4 Steps To Improve Email Deliverability

Many marketers think improving email deliverability starts and ends with good content.

While good content is essential to growing your newsletter, it won’t matter how good the writing is if your subscribers never see it.

Deliverability is a real struggle among marketing teams. You can get so many things right when developing your marketing content yet still struggle to get it in front of your audience.

The good news is, unlike some channels that are constantly changing requirements, improving email deliverability comes down to a few consistent elements.

1. Protect your sender reputation

In the world of email, your reputation really does matter. Email inbox providers will automatically mark your email as spam if you don’t have a strong sender reputation. Protecting your sender reputation is fundamental to improving deliverability. How, exactly, do you do this?

Check the reputation of your IP address

Your IP address is a set of numbers that shows all emails that come from your domain. Email providers recognise “safe” and “unsafe” emails based on the context of your IP address and domain reputation. Why is this important?

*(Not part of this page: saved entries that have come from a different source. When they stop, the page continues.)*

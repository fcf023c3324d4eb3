use std::collections::BTreeMap;

use chrono::{DateTime, Utc};
use serde::{Deserialize, Serialize};

use super::defaults::DEFAULT_PORT;

/// The whole persisted tree: every block in display order plus global metadata.
#[derive(Debug, Clone, PartialEq, Serialize, Deserialize)]
pub struct DashboardConfig {
    pub blocks: Vec<Block>,

    /// Time of the most recent tick committed by any block.
    #[serde(default)]
    pub last_updated: DateTime<Utc>,

    /// HTTP port. Zero or missing means [`DEFAULT_PORT`] after [`normalize`](Self::normalize).
    #[serde(default)]
    pub port: u16,

    #[serde(default)]
    pub version: String,

    #[serde(default)]
    pub colors: GlobalColors,
}

impl DashboardConfig {
    /// Fill in values that are regenerated on load rather than stored.
    pub fn normalize(&mut self) {
        if self.port == 0 {
            self.port = DEFAULT_PORT;
        }
    }

    /// Check structural invariants that the schedulers rely on.
    pub fn validate(&self) -> Result<(), String> {
        for (index, block) in self.blocks.iter().enumerate() {
            if block.interval == 0 {
                return Err(format!(
                    "block {} ('{}') has interval 0; interval must be at least 1 second",
                    index, block.title
                ));
            }
        }
        Ok(())
    }
}

/// One titled, independently scheduled unit on the page.
#[derive(Debug, Clone, PartialEq, Serialize, Deserialize)]
pub struct Block {
    #[serde(flatten)]
    pub kind: BlockKind,

    pub title: String,

    /// Polling interval in seconds.
    pub interval: u64,

    #[serde(default)]
    pub last_updated: DateTime<Utc>,

    /// Styling, passed through to the page untouched.
    #[serde(default)]
    pub colors: BlockColors,
}

#[derive(Debug, Clone, PartialEq, Serialize, Deserialize)]
#[serde(tag = "type", rename_all = "lowercase")]
pub enum BlockKind {
    Single {
        command: String,
        #[serde(default, skip_serializing_if = "String::is_empty")]
        output: String,
    },
    Group {
        commands: Vec<GroupCommand>,
    },
}

#[derive(Debug, Clone, PartialEq, Serialize, Deserialize)]
pub struct GroupCommand {
    pub label: String,
    pub command: String,
    #[serde(default)]
    pub output: String,
}

impl GroupCommand {
    pub fn new(label: impl Into<String>, command: impl Into<String>) -> Self {
        Self {
            label: label.into(),
            command: command.into(),
            output: String::new(),
        }
    }
}

impl Block {
    pub fn single(title: impl Into<String>, command: impl Into<String>, interval: u64) -> Self {
        Self {
            kind: BlockKind::Single {
                command: command.into(),
                output: String::new(),
            },
            title: title.into(),
            interval,
            last_updated: DateTime::<Utc>::default(),
            colors: BlockColors::default(),
        }
    }

    pub fn group(title: impl Into<String>, commands: Vec<GroupCommand>, interval: u64) -> Self {
        Self {
            kind: BlockKind::Group { commands },
            title: title.into(),
            interval,
            last_updated: DateTime::<Utc>::default(),
            colors: BlockColors::default(),
        }
    }

    pub fn with_colors(mut self, colors: BlockColors) -> Self {
        self.colors = colors;
        self
    }

    pub fn type_name(&self) -> &'static str {
        match self.kind {
            BlockKind::Single { .. } => "single",
            BlockKind::Group { .. } => "group",
        }
    }

    /// Command strings in declared order.
    pub fn commands(&self) -> Vec<&str> {
        match &self.kind {
            BlockKind::Single { command, .. } => vec![command.as_str()],
            BlockKind::Group { commands } => commands.iter().map(|c| c.command.as_str()).collect(),
        }
    }

    /// Current output slots in declared order.
    pub fn outputs(&self) -> Vec<&str> {
        match &self.kind {
            BlockKind::Single { output, .. } => vec![output.as_str()],
            BlockKind::Group { commands } => commands.iter().map(|c| c.output.as_str()).collect(),
        }
    }

    /// Overwrite every output slot.
    ///
    /// Returns false and leaves the block untouched when `outputs` does not
    /// have exactly one entry per command.
    pub fn set_outputs(&mut self, outputs: Vec<String>) -> bool {
        match &mut self.kind {
            BlockKind::Single { output, .. } => match <[String; 1]>::try_from(outputs) {
                Ok([value]) => {
                    *output = value;
                    true
                }
                Err(_) => false,
            },
            BlockKind::Group { commands } => {
                if commands.len() != outputs.len() {
                    return false;
                }
                for (slot, value) in commands.iter_mut().zip(outputs) {
                    slot.output = value;
                }
                true
            }
        }
    }

    /// Stamp the block as updated at `now`.
    ///
    /// The stamp is strictly greater than the previous one even when the
    /// wall clock has not advanced (or went backwards).
    pub fn touch(&mut self, now: DateTime<Utc>) -> DateTime<Utc> {
        self.last_updated = if now > self.last_updated {
            now
        } else {
            self.last_updated + chrono::Duration::nanoseconds(1)
        };
        self.last_updated
    }
}

/// Per-block styling. Known keys are typed; anything else is kept verbatim.
#[derive(Debug, Clone, Default, PartialEq, Serialize, Deserialize)]
pub struct BlockColors {
    #[serde(default, skip_serializing_if = "Option::is_none")]
    pub background: Option<String>,
    #[serde(default, skip_serializing_if = "Option::is_none")]
    pub title_color: Option<String>,
    #[serde(default, skip_serializing_if = "Option::is_none")]
    pub title_background: Option<String>,
    #[serde(default, skip_serializing_if = "Option::is_none")]
    pub title_font_size: Option<String>,
    #[serde(default, skip_serializing_if = "Option::is_none")]
    pub label_color: Option<String>,
    #[serde(default, skip_serializing_if = "Option::is_none")]
    pub label_background: Option<String>,
    #[serde(default, skip_serializing_if = "Option::is_none")]
    pub label_font_size: Option<String>,
    #[serde(default, skip_serializing_if = "Option::is_none")]
    pub value_color: Option<String>,
    #[serde(default, skip_serializing_if = "Option::is_none")]
    pub value_background: Option<String>,
    #[serde(default, skip_serializing_if = "Option::is_none")]
    pub value_font_size: Option<String>,
    #[serde(flatten)]
    pub extra: BTreeMap<String, serde_json::Value>,
}

#[derive(Debug, Clone, Default, PartialEq, Serialize, Deserialize)]
pub struct GlobalColors {
    #[serde(default, skip_serializing_if = "Option::is_none")]
    pub page_background: Option<String>,
    #[serde(flatten)]
    pub extra: BTreeMap<String, serde_json::Value>,
}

If servers have previously shown bad mails come from your IP address, they may send it straight to spam or blacklist it. If they’ve seen only “good” mail come from your IP address, it most likely will arrive safely in the recipient’s inbox. If your IP address hasn’t been seen before, their default is likely to send it to spam.

To try and prevent your emails from ending up in the spam folder, firstly check if your domain or IP address is blacklisted.

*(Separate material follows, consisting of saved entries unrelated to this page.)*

use std::time::Duration;

use tokio::task::JoinSet;
use tokio_util::sync::CancellationToken;
use tracing::{Instrument, info_span, warn};

use crate::events;
use crate::scheduler::block::BlockScheduler;
use crate::store::ConfigStore;

/// How long [`Supervisor::shutdown`] waits for in-flight ticks before aborting.
pub const DEFAULT_SHUTDOWN_GRACE: Duration = Duration::from_secs(2);

/// Owns one scheduler task per block for the process lifetime.
///
/// Tasks are spawned once at [`start`](Self::start); blocks are never added
/// or removed afterwards. Dropping the supervisor aborts every task.
pub struct Supervisor {
    tasks: JoinSet<()>,
    shutdown: CancellationToken,
    block_titles: Vec<String>,
}

impl Supervisor {
    /// Spawn a scheduler for every block in `store`.
    ///
    /// Must be called from within a tokio runtime.
    pub fn start(store: &ConfigStore) -> Self {
        Self::start_with_token(store, CancellationToken::new())
    }

    /// Like [`start`](Self::start), stopping when `shutdown` (or a parent) is cancelled.
    pub fn start_with_token(store: &ConfigStore, shutdown: CancellationToken) -> Self {
        let mut tasks = JoinSet::new();
        let mut block_titles = Vec::new();

        for scheduler in BlockScheduler::for_all(store) {
            let span = info_span!(
                "block",
                index = scheduler.index(),
                title = %scheduler.title()
            );
            block_titles.push(scheduler.title().to_string());
            tasks.spawn(scheduler.run(shutdown.child_token()).instrument(span));
        }

        events::log_supervisor_started(block_titles.len());

        Self {
            tasks,
            shutdown,
            block_titles,
        }
    }

    pub fn len(&self) -> usize {
        self.block_titles.len()
    }

    pub fn is_empty(&self) -> bool {
        self.block_titles.is_empty()
    }

    pub fn block_titles(&self) -> &[String] {
        &self.block_titles
    }

    /// Token whose cancellation stops every scheduler.
    pub fn shutdown_token(&self) -> CancellationToken {
        self.shutdown.clone()
    }

    /// Stop every scheduler and wait for them.
    ///
    /// Schedulers stop at their next timer wait. Ticks still running after
    /// `grace` (e.g. a hung command) are aborted; store mutations are
    /// synchronous, so an abort never leaves a block half-committed.
    pub async fn shutdown(mut self, grace: Duration) {
        self.shutdown.cancel();

        let drained = tokio::time::timeout(grace, async {
            while let Some(result) = self.tasks.join_next().await {
                if let Err(e) = result {
                    warn!(event = "core.supervisor.task_failed", error = %e);
                }
            }
        })
        .await;

        let mut aborted = 0;
        if drained.is_err() {
            aborted = self.tasks.len();
            warn!(
                event = "core.supervisor.abort_stragglers",
                remaining = aborted,
                grace_ms = grace.as_millis() as u64,
                "Schedulers still running after grace period, aborting"
            );
            self.tasks.abort_all();
            while self.tasks.join_next().await.is_some() {}
        }

        events::log_supervisor_stopped(self.len(), aborted);
    }
}

#[cfg(test)]
mod tests {
    use super::*;
    use crate::blocks::{Block, DashboardConfig, GlobalColors};
    use chrono::{DateTime, Utc};

    fn counting_block(title: &str, log: &std::path::Path, interval: u64) -> Block {
        Block::single(
            title,
            format!("echo x >> '{}'; wc -l < '{}'", log.display(), log.display()),
            interval,
        )
    }

    fn tree(blocks: Vec<Block>) -> DashboardConfig {
        DashboardConfig {
            blocks,
            last_updated: DateTime::<Utc>::default(),
            port: 8080,
            version: String::new(),
            colors: GlobalColors::default(),
        }
    }

    fn tick_count(store: &ConfigStore, index: usize) -> u32 {
        store.snapshot().blocks[index].outputs()[0]
            .trim()
            .parse()
            .unwrap_or(0)
    }

    #[tokio::test(flavor = "multi_thread", worker_threads = 2)]
    async fn test_blocks_tick_on_their_own_intervals() {
        let dir = tempfile::tempdir().unwrap();
        let fast_log = dir.path().join("fast.log");
        let slow_log = dir.path().join("slow.log");
        let store = ConfigStore::in_memory(tree(vec![
            counting_block("fast", &fast_log, 1),
            counting_block("slow", &slow_log, 100),
        ]));

        let supervisor = Supervisor::start(&store);
        assert_eq!(supervisor.len(), 2);
        tokio::time::sleep(Duration::from_millis(3200)).await;
        supervisor.shutdown(DEFAULT_SHUTDOWN_GRACE).await;

        assert!(tick_count(&store, 0) >= 2, "fast block ticked {}", tick_count(&store, 0));
        assert_eq!(tick_count(&store, 1), 1);
    }

    #[tokio::test(flavor = "multi_thread", worker_threads = 2)]
    async fn test_hung_block_does_not_stall_others() {
        let dir = tempfile::tempdir().unwrap();
        let log = dir.path().join("busy.log");
        let store = ConfigStore::in_memory(tree(vec![
            Block::single("hung", "sleep 30", 1),
            counting_block("busy", &log, 1),
        ]));

        let supervisor = Supervisor::start(&store);
        tokio::time::sleep(Duration::from_millis(2300)).await;

        // Rendering reads stay available while the hung command runs
        let snap = store.snapshot();
        assert_eq!(snap.blocks[0].outputs(), vec![""]);
        assert!(tick_count(&store, 1) >= 2);

        // The hung tick is aborted after the grace period
        tokio::time::timeout(
            Duration::from_secs(5),
            supervisor.shutdown(Duration::from_millis(200)),
        )
        .await
        .expect("shutdown should abort the hung scheduler");
    }

    #[tokio::test]
    async fn test_parent_token_stops_supervisor() {
        let store = ConfigStore::in_memory(tree(vec![Block::single("var", "%time", 1)]));
        let parent = CancellationToken::new();
        let supervisor = Supervisor::start_with_token(&store, parent.child_token());

        tokio::time::sleep(Duration::from_millis(100)).await;
        parent.cancel();
        assert!(supervisor.shutdown_token().is_cancelled());

        supervisor.shutdown(Duration::from_secs(1)).await;
        assert!(!store.snapshot().blocks[0].outputs()[0].is_empty());
    }
}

If you have a new IP address with little to no sending reputation, warm it up by slowly increasing the number of emails sent from it. Start by sending emails to your most engaged subscribers who will drive up the open rate, showing the email provider it’s “good” mail. Sending a large number of emails like an entire email list from a “cold” IP address will likely get flagged as spam. It may get you blacklisted before you get started.

2. Maintain email list hygiene

It doesn’t matter how big your email list is if most of those emails are bouncing or not opened. When bounce rates increase and open rates go down, it signals you’re not actively maintaining your list or sending engaging content. Your emails will likely get sent to the spam folder when the server receives these signals. Maintaining an email list and promoting long-term growth requires proactively cleaning and managing your list.

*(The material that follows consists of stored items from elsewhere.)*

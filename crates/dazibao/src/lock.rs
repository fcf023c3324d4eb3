//! Single-instance lock file.
//!
//! The lock is a file created exclusively in the Dazibao directory holding
//! the owner's PID. It is removed when the [`InstanceLock`] is dropped. A lock
//! left behind by a process that no longer exists is reclaimed.
//!
//! Acquisition runs under an exclusive `flock` on a sibling guard file, so two
//! instances starting together cannot both judge the same lock stale.

use std::fs;
use std::io::Write;
use std::path::{Path, PathBuf};

use dazibao_core::errors::DazibaoError;
use nix::errno::Errno;
use nix::fcntl::{Flock, FlockArg};
use nix::sys::signal::kill;
use nix::unistd::Pid;
use tracing::{info, warn};

#[derive(Debug, thiserror::Error)]
pub enum LockError {
    #[error("Another instance of dazibao is already running (PID {pid}). Lock file exists: {path}")]
    AlreadyRunning { path: PathBuf, pid: u32 },

    #[error("Lock file error at '{path}': {source}")]
    Io {
        path: PathBuf,
        #[source]
        source: std::io::Error,
    },
}

impl DazibaoError for LockError {
    fn error_code(&self) -> &'static str {
        match self {
            LockError::AlreadyRunning { .. } => "LOCK_ALREADY_RUNNING",
            LockError::Io { .. } => "LOCK_IO_ERROR",
        }
    }

    fn is_user_error(&self) -> bool {
        matches!(self, LockError::AlreadyRunning { .. })
    }
}

/// Held for as long as this process is the running instance.
#[derive(Debug)]
pub struct InstanceLock {
    path: PathBuf,
}

/// Whether a process with `pid` exists (signal 0 probe).
fn is_process_alive(pid: u32) -> bool {
    let Ok(raw) = i32::try_from(pid) else {
        return false;
    };
    match kill(Pid::from_raw(raw), None) {
        Ok(()) => true,
        // Exists but owned by someone else
        Err(Errno::EPERM) => true,
        Err(_) => false,
    }
}

fn read_lock_pid(path: &Path) -> Option<u32> {
    fs::read_to_string(path).ok()?.trim().parse().ok()
}

/// Guard file serializing acquisitions of the lock at `path`. Never removed.
fn guard_path(path: &Path) -> PathBuf {
    let mut name = path.as_os_str().to_os_string();
    name.push(".guard");
    PathBuf::from(name)
}

/// Block until no other process is inside [`InstanceLock::acquire`].
fn acquire_guard(path: &Path) -> Result<Flock<fs::File>, LockError> {
    let guard = guard_path(path);
    let file = fs::OpenOptions::new()
        .create(true)
        .truncate(false)
        .write(true)
        .open(&guard)
        .map_err(|source| LockError::Io {
            path: guard.clone(),
            source,
        })?;

    Flock::lock(file, FlockArg::LockExclusive).map_err(|(_, errno)| LockError::Io {
        path: guard,
        source: std::io::Error::from(errno),
    })
}

impl InstanceLock {
    /// Create the lock file at `path`, writing this process's PID into it.
    pub fn acquire(path: &Path) -> Result<Self, LockError> {
        let io_err = |source: std::io::Error| LockError::Io {
            path: path.to_path_buf(),
            source,
        };

        if let Some(parent) = path.parent() {
            fs::create_dir_all(parent).map_err(io_err)?;
        }

        // Released on return, after the PID is written.
        let _guard = acquire_guard(path)?;

        let mut file = match fs::OpenOptions::new()
            .write(true)
            .create_new(true)
            .open(path)
        {
            Ok(file) => file,
            Err(e) if e.kind() == std::io::ErrorKind::AlreadyExists => {
                match read_lock_pid(path) {
                    Some(pid) if is_process_alive(pid) => {
                        return Err(LockError::AlreadyRunning {
                            path: path.to_path_buf(),
                            pid,
                        });
                    }
                    stale_pid => {
                        warn!(
                            event = "cli.lock.stale_reclaimed",
                            path = %path.display(),
                            stale_pid = ?stale_pid,
                            "Lock file owner is gone, reclaiming lock"
                        );
                        fs::remove_file(path).map_err(io_err)?;
                        fs::OpenOptions::new()
                            .write(true)
                            .create_new(true)
                            .open(path)
                            .map_err(io_err)?
                    }
                }
            }
            Err(e) => return Err(io_err(e)),
        };

        let pid = std::process::id();
        if let Err(e) = write!(file, "{}", pid) {
            let _ = fs::remove_file(path);
            return Err(io_err(e));
        }

        info!(event = "cli.lock.acquired", path = %path.display(), pid = pid);
        Ok(Self {
            path: path.to_path_buf(),
        })
    }

    pub fn path(&self) -> &Path {
        &self.path
    }
}

impl Drop for InstanceLock {
    fn drop(&mut self) {
        match fs::remove_file(&self.path) {
            Ok(()) => info!(event = "cli.lock.released", path = %self.path.display()),
            Err(e) => warn!(
                event = "cli.lock.release_failed",
                path = %self.path.display(),
                error = %e
            ),
        }
    }
}

#[cfg(test)]
mod tests {
    use super::*;

    #[test]
    fn test_acquire_writes_pid_and_drop_removes() {
        let dir = tempfile::tempdir().unwrap();
        let path = dir.path().join("dazibao.lock");

        let lock = InstanceLock::acquire(&path).unwrap();
        assert_eq!(read_lock_pid(&path), Some(std::process::id()));
        assert_eq!(lock.path(), path.as_path());

        drop(lock);
        assert!(!path.exists());
    }

    #[test]
    fn test_second_acquire_fails_while_held() {
        let dir = tempfile::tempdir().unwrap();
        let path = dir.path().join("dazibao.lock");

        let _held = InstanceLock::acquire(&path).unwrap();
        let err = InstanceLock::acquire(&path).unwrap_err();
        assert!(matches!(err, LockError::AlreadyRunning { pid, .. } if pid == std::process::id()));
        assert_eq!(err.error_code(), "LOCK_ALREADY_RUNNING");
        assert!(path.exists());
    }

    #[test]
    fn test_stale_lock_is_reclaimed() {
        let dir = tempfile::tempdir().unwrap();
        let path = dir.path().join("dazibao.lock");

        // A PID far above any default pid_max
        fs::write(&path, "2147483000").unwrap();
        let lock = InstanceLock::acquire(&path).unwrap();
        assert_eq!(read_lock_pid(lock.path()), Some(std::process::id()));
    }

    #[test]
    fn test_concurrent_reclaim_has_single_winner() {
        let dir = tempfile::tempdir().unwrap();
        let path = dir.path().join("dazibao.lock");
        fs::write(&path, "2147483000").unwrap();

        let start = std::sync::Arc::new(std::sync::Barrier::new(8));
        let handles: Vec<_> = (0..8)
            .map(|_| {
                let path = path.clone();
                let start = start.clone();
                std::thread::spawn(move || {
                    start.wait();
                    InstanceLock::acquire(&path)
                })
            })
            .collect();
        let results: Vec<_> = handles.into_iter().map(|h| h.join().unwrap()).collect();

        let winners = results.iter().filter(|r| r.is_ok()).count();
        assert_eq!(winners, 1);
        assert!(
            results
                .iter()
                .filter_map(|r| r.as_ref().err())
                .all(|e| matches!(e, LockError::AlreadyRunning { .. }))
        );
        assert_eq!(read_lock_pid(&path), Some(std::process::id()));
    }

    #[test]
    fn test_guard_file_sits_next_to_lock() {
        assert_eq!(
            guard_path(Path::new("/srv/dz/dazibao.lock")),
            PathBuf::from("/srv/dz/dazibao.lock.guard")
        );
    }

    #[test]
    fn test_garbage_lock_is_reclaimed() {
        let dir = tempfile::tempdir().unwrap();
        let path = dir.path().join("dazibao.lock");

        fs::write(&path, "not a pid").unwrap();
        assert!(InstanceLock::acquire(&path).is_ok());
    }

    #[test]
    fn test_acquire_creates_parent_directory() {
        let dir = tempfile::tempdir().unwrap();
        let path = dir.path().join("nested").join("dazibao.lock");
        assert!(InstanceLock::acquire(&path).is_ok());
    }
}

Review your list for unsubscribers and out-of-date emails

If marketing emails go undelivered each month, it means your engagement rates are reducing due to emails that never even see the recipients.

No one wants to shorten their list down. However, by removing addresses that hard bounce and subscribers who are unengaged, you’ll increase your open rate and long-term email deliverability rate. If an email has a hard bounce or a subscriber doesn’t open emails for 12-18 months it’s time to remove them.

Not sure how to clean up your list? Check out our blog How clean is your B2B database ?

Implement a double opt-in

A double opt-in is when a prospect is sent an email to confirm their subscription before being added to the email list. This will prevent hard bounces as the user has to verify their email. It also requires an extra step of commitment from the subscriber to confirm their email, so you’ll end up with fewer unengaged users.

Make it easy to unsubscribe

Making it easy to unsubscribe prevents people from getting sick of hearing from you.

You can make it easy to unsubscribe from your emails by including an unsubscribe link at the bottom of every email.

When recipients move to unsubscribe, giving them the option to adjust preferences instead is a good way to retain them. Some users may not actually want to unsubscribe but just aren’t interested in the specific email campaign or don’t want emails as frequently.

3. Throttle your delivery

Many ESPs will have a daily rate limit (the number of emails you’re allowed to send in a day) to prevent spam from being sent from their platform. ESPs aren’t the only ones with a rate limit.

Internet Service Providers (ISPs) will also limit the number of emails they’ll accept from the same IP address within a certain timeframe to avoid spam.

When an email sender reaches their limit, the email will be temporarily undeliverable commonly known as a “soft bounce.” The server tends to resend a soft-bounced email within 72 hours.

Throttling is when you send emails in smaller batches over time to avoid hitting rate limits, getting soft bounces, or getting marked as spam. For large lists usually above 250 recipients, senders should segment their lists.

4. Deliver consistently

The key factor is trust, and when you start building a relationship with your subscribers, they begin to not only expect your emails, but they begin to trust your role in their life.

If you wait too long between sending emails, recipients may forget why they were interested in subscribing in the first place or who you are. When they forget why they subscribed, they are likely to either unsubscribe or delete your email without even opening it. On the other hand, if you send emails too frequently, they’re more likely to be marked as spam or just annoy your subscribers. Which could lead to an unsubscribe or they’ll delete the email without opening it.

So, what is the ideal situation? It varies by the audience and type of campaign but, research has found that every two weeks is the ideal frequency for most organisations. This frequency is based on open rates, click-through rate (CTR), and unsubscribe rates.